Saved entries:
_____

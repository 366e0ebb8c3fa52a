use std::fs;

use assert_cmd::cargo::cargo_bin_cmd;
use assert_cmd::Command;
use predicates::str::contains;
use tempfile::{tempdir, TempDir};

fn cli(dir: &TempDir, user: &str) -> Command {
    let mut cmd = cargo_bin_cmd!("fuelcalc");
    cmd.env("RUST_LOG", "error")
        .arg("--db")
        .arg(dir.path())
        .arg("--user")
        .arg(user);
    cmd
}

fn save_estimate(dir: &TempDir, user: &str, mission: &str, distance: &str) {
    cli(dir, user)
        .args(["estimate", "--mass", "1500", "--drag", "0.32", "--area", "2.2"])
        .args(["--power", "90", "--speed", "100", "--save"])
        .args(["--distance", distance, "--mission", mission])
        .assert()
        .success();
}

#[test]
fn lists_only_own_calculations() {
    let dir = tempdir().expect("create temp dir");
    save_estimate(&dir, "aina", "Commute", "100");
    save_estimate(&dir, "badrul", "Delivery", "50");

    cli(&dir, "aina")
        .args(["history", "list"])
        .assert()
        .success()
        .stdout(contains("Calculations (1):"))
        .stdout(contains("Commute"));

    cli(&dir, "aina")
        .args(["history", "recent"])
        .assert()
        .success()
        .stdout(contains("Calculations (2):"))
        .stdout(contains("Delivery"));

    cli(&dir, "aina")
        .args(["history", "vehicle", "manual"])
        .assert()
        .success()
        .stdout(contains("Calculations (2):"));
}

#[test]
fn shows_calculation_detail() {
    let dir = tempdir().expect("create temp dir");
    save_estimate(&dir, "aina", "Commute", "100");

    cli(&dir, "aina")
        .args(["history", "show", "1"])
        .assert()
        .success()
        .stdout(contains("Calculation 1 by aina"))
        .stdout(contains("Fuel:      5.022 L"))
        .stdout(contains("Fuel cost: RM 10.04 at RM 2.00/L"));

    cli(&dir, "aina")
        .args(["history", "show", "42"])
        .assert()
        .failure()
        .stderr(contains("calculation 42 not found"));
}

#[test]
fn delete_requires_ownership() {
    let dir = tempdir().expect("create temp dir");
    save_estimate(&dir, "aina", "Commute", "100");

    cli(&dir, "badrul")
        .args(["history", "delete", "1"])
        .assert()
        .failure()
        .stderr(contains("does not belong to badrul"));

    cli(&dir, "aina")
        .args(["history", "delete", "1"])
        .assert()
        .success()
        .stdout(contains("Calculation 1 deleted."));
    cli(&dir, "aina")
        .args(["history", "list"])
        .assert()
        .success()
        .stdout(contains("No calculations found."));
}

#[test]
fn clear_and_stats_are_scoped_to_user() {
    let dir = tempdir().expect("create temp dir");
    save_estimate(&dir, "aina", "A", "100");
    save_estimate(&dir, "aina", "B", "100");
    save_estimate(&dir, "badrul", "C", "100");

    cli(&dir, "aina")
        .args(["history", "stats"])
        .assert()
        .success()
        .stdout(contains("Statistics for aina:"))
        .stdout(contains("Calculations:       2"));

    cli(&dir, "aina")
        .args(["history", "clear"])
        .assert()
        .success()
        .stdout(contains("Removed 2 calculation(s) for aina."));

    cli(&dir, "aina")
        .args(["history", "stats", "--all"])
        .assert()
        .success()
        .stdout(contains("Statistics for all users:"))
        .stdout(contains("Calculations:       1"));
}

#[test]
fn exports_history_to_csv() {
    let dir = tempdir().expect("create temp dir");
    let target = dir.path().join("history.csv");

    cli(&dir, "aina")
        .args(["history", "export"])
        .arg(&target)
        .assert()
        .failure()
        .stderr(contains("no calculations to export"));

    save_estimate(&dir, "aina", "Commute, north", "100");
    cli(&dir, "aina")
        .args(["history", "export"])
        .arg(&target)
        .assert()
        .success()
        .stdout(contains("Exported 1 calculation(s)"));

    let csv = fs::read_to_string(&target).expect("read export");
    let mut lines = csv.lines();
    assert!(lines.next().expect("header").starts_with("ID,"));
    assert!(lines.next().expect("row").contains("\"Commute, north\""));
}

#[test]
fn search_filters_by_vehicle_and_rejects_bad_dates() {
    let dir = tempdir().expect("create temp dir");
    save_estimate(&dir, "aina", "Commute", "100");

    cli(&dir, "aina")
        .args(["history", "search", "--vehicle", "manual", "--from", "2000-01-01"])
        .assert()
        .success()
        .stdout(contains("Calculations (1):"));
    cli(&dir, "aina")
        .args(["history", "search", "--to", "2000-01-01"])
        .assert()
        .success()
        .stdout(contains("No calculations found."));
    cli(&dir, "aina")
        .args(["history", "search", "--from", "31/01/2024"])
        .assert()
        .failure()
        .stderr(contains("expected a date"));
}

#[test]
fn json_listing_is_machine_readable() {
    let dir = tempdir().expect("create temp dir");
    save_estimate(&dir, "aina", "Commute", "100");

    let output = cli(&dir, "aina")
        .args(["--format", "json", "history", "list"])
        .output()
        .expect("run history list");
    assert!(output.status.success());
    let value: serde_json::Value = serde_json::from_slice(&output.stdout).expect("valid json");
    let rows = value.as_array().expect("array");
    assert_eq!(rows.len(), 1);
    assert_eq!(rows[0]["username"], "aina");
    assert_eq!(rows[0]["mission_name"], "Commute");
}
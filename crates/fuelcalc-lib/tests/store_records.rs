mod common;

use fuelcalc_lib::{EnvironmentState, Error, FuelPrice, MissionPreset, Store};

use common::{stored_vehicle, TestStore};

#[test]
fn vehicle_round_trip_and_update() {
    let env = TestStore::new();
    let mut vehicle = stored_vehicle("MYVI-01");
    vehicle.profile = vehicle.profile.with_ac(true).with_tire_pressure(2.2);
    env.store.add_vehicle(&vehicle).expect("add vehicle");

    assert!(env.store.vehicle_exists("MYVI-01").expect("exists query"));
    assert_eq!(env.store.load_vehicle("MYVI-01").expect("load"), vehicle);

    vehicle.model_name = "Myvi 1.5 AV".to_string();
    vehicle.profile.mass_kg = 1030.0;
    env.store.update_vehicle(&vehicle).expect("update vehicle");
    assert_eq!(env.store.load_vehicle("MYVI-01").expect("load"), vehicle);
}

#[test]
fn duplicate_vehicle_is_rejected() {
    let env = TestStore::new();
    env.store.add_vehicle(&stored_vehicle("V1")).expect("add");

    let err = env
        .store
        .add_vehicle(&stored_vehicle("V1"))
        .expect_err("duplicate id");
    assert!(matches!(err, Error::DuplicateVehicle { id } if id == "V1"));
}

#[test]
fn unknown_vehicle_suggests_close_ids() {
    let env = TestStore::new();
    env.store.add_vehicle(&stored_vehicle("HILUX-01")).expect("add");
    env.store.add_vehicle(&stored_vehicle("AXIA-07")).expect("add");

    match env.store.load_vehicle("HILUX-1") {
        Err(Error::UnknownVehicle { id, suggestions }) => {
            assert_eq!(id, "HILUX-1");
            assert_eq!(suggestions, vec!["HILUX-01".to_string()]);
        }
        other => panic!("unexpected result: {:?}", other),
    }
}

#[test]
fn delete_vehicle_removes_it_from_listing() {
    let env = TestStore::new();
    env.store.add_vehicle(&stored_vehicle("B")).expect("add");
    env.store.add_vehicle(&stored_vehicle("A")).expect("add");

    let ids: Vec<_> = env
        .store
        .list_vehicles()
        .expect("list")
        .into_iter()
        .map(|v| v.id)
        .collect();
    assert_eq!(ids, vec!["A", "B"]);

    env.store.delete_vehicle("A").expect("delete");
    assert!(!env.store.vehicle_exists("A").expect("exists query"));
    assert!(matches!(
        env.store.delete_vehicle("A"),
        Err(Error::UnknownVehicle { .. })
    ));
}

#[test]
fn invalid_vehicle_is_not_stored() {
    let env = TestStore::new();
    let mut vehicle = stored_vehicle("BAD");
    vehicle.profile.rated_power_kw = -5.0;

    assert!(matches!(
        env.store.add_vehicle(&vehicle),
        Err(Error::InvalidInput { .. })
    ));
    assert!(env.store.list_vehicles().expect("list").is_empty());
}

#[test]
fn preset_keeps_optional_pressure() {
    let env = TestStore::new();
    let highland = MissionPreset {
        name: "cameron-highlands".to_string(),
        terrain: "mountain".to_string(),
        climate: "cold".to_string(),
        environment: EnvironmentState {
            pressure_pa: 85_000.0,
            ..EnvironmentState::raw(0.06, 1.3, 14.0)
        },
    };
    let coast = MissionPreset {
        name: "coastal".to_string(),
        terrain: "plain".to_string(),
        climate: "hot".to_string(),
        environment: EnvironmentState::raw(0.0, 1.0, 33.0),
    };
    env.store.save_preset(&highland).expect("save");
    env.store.save_preset(&coast).expect("save");

    assert_eq!(env.store.load_preset("cameron-highlands").expect("load"), highland);
    let loaded = env.store.load_preset("coastal").expect("load");
    assert_eq!(loaded.environment.pressure_pa, 101_325.0);

    let names: Vec<_> = env
        .store
        .list_presets()
        .expect("list")
        .into_iter()
        .map(|p| p.name)
        .collect();
    assert_eq!(names, vec!["cameron-highlands", "coastal"]);
}

#[test]
fn saving_preset_twice_replaces_it() {
    let env = TestStore::new();
    let mut preset = MissionPreset {
        name: "daily".to_string(),
        terrain: "urban".to_string(),
        climate: "clear".to_string(),
        environment: EnvironmentState::raw(0.0, 1.1, 27.0),
    };
    env.store.save_preset(&preset).expect("save");
    preset.climate = "rainy".to_string();
    env.store.save_preset(&preset).expect("save again");

    assert_eq!(env.store.list_presets().expect("list").len(), 1);
    assert_eq!(env.store.load_preset("daily").expect("load").climate, "rainy");

    env.store.delete_preset("daily").expect("delete");
    assert!(matches!(
        env.store.load_preset("daily"),
        Err(Error::UnknownPreset { .. })
    ));
}

#[test]
fn fuel_price_latest_row_wins() {
    let env = TestStore::new();
    assert_eq!(env.store.load_fuel_price().expect("load"), None);

    env.store
        .save_fuel_price(FuelPrice::new(2.05).unwrap())
        .expect("save");
    env.store
        .save_fuel_price(FuelPrice::new(2.60).unwrap())
        .expect("save");

    let price = env.store.load_fuel_price().expect("load").expect("price stored");
    assert_eq!(price.get(), 2.60);
}

#[test]
fn data_survives_reopen() {
    let dir = tempfile::tempdir().expect("temp dir");
    let path = dir.path().join("nested").join("fuelcalc.db");
    {
        let store = Store::open(&path).expect("open");
        store.add_vehicle(&stored_vehicle("KEEP")).expect("add");
    }
    let store = Store::open(&path).expect("reopen");
    assert!(store.vehicle_exists("KEEP").expect("exists query"));
}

_____

*DIRECTIONS FOR THIS TASK*
List each line of the records that holds the string "EnvironmentState".

*REPLY TO THE TASK*
use fuelcalc_lib::{EnvironmentState, Error, FuelPrice, MissionPreset, Store};
        environment: EnvironmentState {
            ..EnvironmentState::raw(0.06, 1.3, 14.0)
        environment: EnvironmentState::raw(0.0, 1.0, 33.0),
        environment: EnvironmentState::raw(0.0, 1.1, 27.0),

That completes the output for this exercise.